Talk of returning freedoms could also encourage vaccine skeptics to step forward to help create the herd immunity in the population needed to stop Covid-19 spreading.
A tragic fact
The proven promise of vaccines and the accelerating pace that they are going into American arms — at a rate of about 2 million or more a day — offers something like the prospect of a normal summer.
But it also brings a more poignant realization.
People who get sick and die in the coming weeks will have been within touching distance of a vaccine that could have saved their lives.
“There is so much that’s critical riding on the next two months,” CDC director Dr. Rochelle Walensky said Monday. “How quickly we will vaccinate versus whether we will have another surge really relies on what happens in March and April.”
That equation between vaccination and a viral surge is what makes public health experts so horrified that more and more states are moving to lift masking mandates and are throwing businesses open. After Texas and Mississippi announced that step last week, another Republican bastion, Wyoming, announced it would lift its mask mandate and open bars, gyms and restaurants.
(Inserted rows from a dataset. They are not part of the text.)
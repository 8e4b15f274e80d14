//! Source entities and the operational systems they come from.
//!
//! Each [`Entity`] corresponds to exactly one flat-file extract and one
//! staging table. The expected column layout and default file location are
//! fixed per entity; the loader compares every extract header against
//! [`Entity::columns`] before any row is staged.

use serde::{Deserialize, Serialize};
use std::fmt;
use std::str::FromStr;

use crate::error::ModelError;

/// Operational system an extract originates from.
#[derive(Debug, Clone, Copy, PartialEq, Eq, PartialOrd, Ord, Hash, Serialize, Deserialize)]
pub enum SourceSystem {
    /// Primary system: customer master, product catalog, sales orders.
    Crm,
    /// Supplementary system: demographics, locations, product categories.
    Erp,
}

impl SourceSystem {
    pub fn as_str(&self) -> &'static str {
        match self {
            SourceSystem::Crm => "crm",
            SourceSystem::Erp => "erp",
        }
    }

    /// Directory (relative to the source root) holding this system's extracts.
    pub fn directory(&self) -> &'static str {
        match self {
            SourceSystem::Crm => "source_crm",
            SourceSystem::Erp => "source_erp",
        }
    }
}

impl fmt::Display for SourceSystem {
    fn fmt(&self, f: &mut fmt::Formatter<'_>) -> fmt::Result {
        f.write_str(self.as_str())
    }
}

/// A source entity with its own extract file and staging table.
#[derive(Debug, Clone, Copy, PartialEq, Eq, PartialOrd, Ord, Hash, Serialize, Deserialize)]
pub enum Entity {
    Customer,
    Product,
    Sale,
    ErpCustomer,
    ErpLocation,
    ErpCategory,
}

impl Entity {
    /// All entities in pipeline order (primary system first).
    pub const ALL: [Entity; 6] = [
        Entity::Customer,
        Entity::Product,
        Entity::Sale,
        Entity::ErpCustomer,
        Entity::ErpLocation,
        Entity::ErpCategory,
    ];

    pub fn as_str(&self) -> &'static str {
        match self {
            Entity::Customer => "customer",
            Entity::Product => "product",
            Entity::Sale => "sale",
            Entity::ErpCustomer => "erp_customer",
            Entity::ErpLocation => "erp_location",
            Entity::ErpCategory => "erp_category",
        }
    }

    pub fn system(&self) -> SourceSystem {
        match self {
            Entity::Customer | Entity::Product | Entity::Sale => SourceSystem::Crm,
            Entity::ErpCustomer | Entity::ErpLocation | Entity::ErpCategory => SourceSystem::Erp,
        }
    }

    /// Extract file name. Matched case-sensitively.
    pub fn file_name(&self) -> &'static str {
        match self {
            Entity::Customer => "cust_info.csv",
            Entity::Product => "prd_info.csv",
            Entity::Sale => "sales_details.csv",
            Entity::ErpCustomer => "CUST_AZ12.csv",
            Entity::ErpLocation => "LOC_A101.csv",
            Entity::ErpCategory => "PX_CAT_G1V2.csv",
        }
    }

    /// Default extract location relative to the source root.
    pub fn default_path(&self) -> String {
        format!("{}/{}", self.system().directory(), self.file_name())
    }

    /// Expected staging columns, in source order.
    pub fn columns(&self) -> &'static [&'static str] {
        match self {
            Entity::Customer => &[
                "cst_id",
                "cst_key",
                "cst_firstname",
                "cst_lastname",
                "cst_marital_status",
                "cst_gndr",
                "cst_create_date",
            ],
            Entity::Product => &[
                "prd_id",
                "prd_key",
                "prd_nm",
                "prd_cost",
                "prd_line",
                "prd_start_dt",
                "prd_end_dt",
            ],
            Entity::Sale => &[
                "sls_ord_num",
                "sls_prd_key",
                "sls_cust_id",
                "sls_order_dt",
                "sls_ship_dt",
                "sls_due_dt",
                "sls_sales",
                "sls_quantity",
                "sls_price",
            ],
            Entity::ErpCustomer => &["CID", "BDATE", "GEN"],
            Entity::ErpLocation => &["CID", "CNTRY"],
            Entity::ErpCategory => &["ID", "CAT", "SUBCAT", "MAINTENANCE"],
        }
    }
}

impl fmt::Display for Entity {
    fn fmt(&self, f: &mut fmt::Formatter<'_>) -> fmt::Result {
        f.write_str(self.as_str())
    }
}

impl FromStr for Entity {
    type Err = ModelError;

    fn from_str(s: &str) -> Result<Self, Self::Err> {
        let needle = s.trim();
        Entity::ALL
            .into_iter()
            .find(|entity| entity.as_str().eq_ignore_ascii_case(needle))
            .ok_or_else(|| ModelError::UnknownEntity(needle.to_string()))
    }
}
There are also growing concerns about the impact of spring break in Florida, where the more contagious variant of Covid-19 first found in the UK is multiplying at a rapid rate and could seed new outbreaks countrywide when partying youngsters return home.
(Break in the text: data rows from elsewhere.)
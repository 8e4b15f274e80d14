//! Source-shaped staging tables.

use std::path::Path;

use dwh_model::{
    CustomerRaw, Entity, ErpCategoryRaw, ErpCustomerRaw, ErpLocationRaw, ProductRaw, SalesRaw,
};

use crate::csv::read_staged;
use crate::error::Result;

/// Fully-read rows of one extract, ready to be swapped into staging.
#[derive(Debug, Clone)]
pub enum StagedRows {
    Customers(Vec<CustomerRaw>),
    Products(Vec<ProductRaw>),
    Sales(Vec<SalesRaw>),
    ErpCustomers(Vec<ErpCustomerRaw>),
    ErpLocations(Vec<ErpLocationRaw>),
    ErpCategories(Vec<ErpCategoryRaw>),
}

impl StagedRows {
    /// Reads the extract for `entity` at `path`.
    pub fn read(entity: Entity, path: &Path) -> Result<Self> {
        Ok(match entity {
            Entity::Customer => StagedRows::Customers(read_staged(path)?),
            Entity::Product => StagedRows::Products(read_staged(path)?),
            Entity::Sale => StagedRows::Sales(read_staged(path)?),
            Entity::ErpCustomer => StagedRows::ErpCustomers(read_staged(path)?),
            Entity::ErpLocation => StagedRows::ErpLocations(read_staged(path)?),
            Entity::ErpCategory => StagedRows::ErpCategories(read_staged(path)?),
        })
    }

    pub fn len(&self) -> usize {
        match self {
            StagedRows::Customers(rows) => rows.len(),
            StagedRows::Products(rows) => rows.len(),
            StagedRows::Sales(rows) => rows.len(),
            StagedRows::ErpCustomers(rows) => rows.len(),
            StagedRows::ErpLocations(rows) => rows.len(),
            StagedRows::ErpCategories(rows) => rows.len(),
        }
    }

    pub fn is_empty(&self) -> bool {
        self.len() == 0
    }
}

/// Staging tables for every source entity.
///
/// A table is only ever replaced as a whole by [`StagingArea::replace`],
/// after its extract has been read completely.
#[derive(Debug, Clone, Default)]
pub struct StagingArea {
    pub customers: Vec<CustomerRaw>,
    pub products: Vec<ProductRaw>,
    pub sales: Vec<SalesRaw>,
    pub erp_customers: Vec<ErpCustomerRaw>,
    pub erp_locations: Vec<ErpLocationRaw>,
    pub erp_categories: Vec<ErpCategoryRaw>,
}

impl StagingArea {
    /// Swaps in a freshly-read table, returning the previous row count.
    pub fn replace(&mut self, rows: StagedRows) -> usize {
        match rows {
            StagedRows::Customers(rows) => std::mem::replace(&mut self.customers, rows).len(),
            StagedRows::Products(rows) => std::mem::replace(&mut self.products, rows).len(),
            StagedRows::Sales(rows) => std::mem::replace(&mut self.sales, rows).len(),
            StagedRows::ErpCustomers(rows) => {
                std::mem::replace(&mut self.erp_customers, rows).len()
            }
            StagedRows::ErpLocations(rows) => {
                std::mem::replace(&mut self.erp_locations, rows).len()
            }
            StagedRows::ErpCategories(rows) => {
                std::mem::replace(&mut self.erp_categories, rows).len()
            }
        }
    }

    pub fn row_count(&self, entity: Entity) -> usize {
        match entity {
            Entity::Customer => self.customers.len(),
            Entity::Product => self.products.len(),
            Entity::Sale => self.sales.len(),
            Entity::ErpCustomer => self.erp_customers.len(),
            Entity::ErpLocation => self.erp_locations.len(),
            Entity::ErpCategory => self.erp_categories.len(),
        }
    }
}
America’s top infectious disease expert, Dr. Anthony Fauci, said Monday that the current rates of infection were far higher than levels at which it was wise to start lifting restrictions.
“The good news is that it was coming down. The sobering news is that it’s starting to plateau a bit,” Fauci told a National League of Cities Conference. “The history with this virus has told us when you start to plateau at a level as high as this, which is about 60 to 70,000 cases a day, that you are by no means out of the woods.”
Not free to move about the country
Despite the continued danger of a new pandemic surge, the travel guidance offered by the CDC puzzled some experienced medical experts.
Dr. Leana Wen, a former Baltimore health commissioner, told CNN’s Brooke Baldwin that the advice defied common sense, since it was inconsistent with other recommendations on who vaccinated Americans could see.
“I actually would go further and say that people who are fully vaccinated should be able to travel — should be encouraged to travel, and that’s one of those incentives that we can give as a way for restoring freedoms, that you now are able to travel and go visit your loved ones and go to museums and cultural institutions once you’re fully vaccinated,” Wen said.
Dr. Jonathan Reiner, a renowned heart surgeon and professor at George Washington University, agreed that the guidance on travel was too restrictive.
“I think they really haven’t gone far enough,” Reiner told CNN’s Erin Burnett, while suggesting that the CDC was worried about sending a message that might convince non-vaccinated Americans to start taking to the skies.
But earlier, Walensky had explained the rationale behind the CDC’s caution.
“Every time there’s a surge in travel, we have a surge in cases in this country,” she said.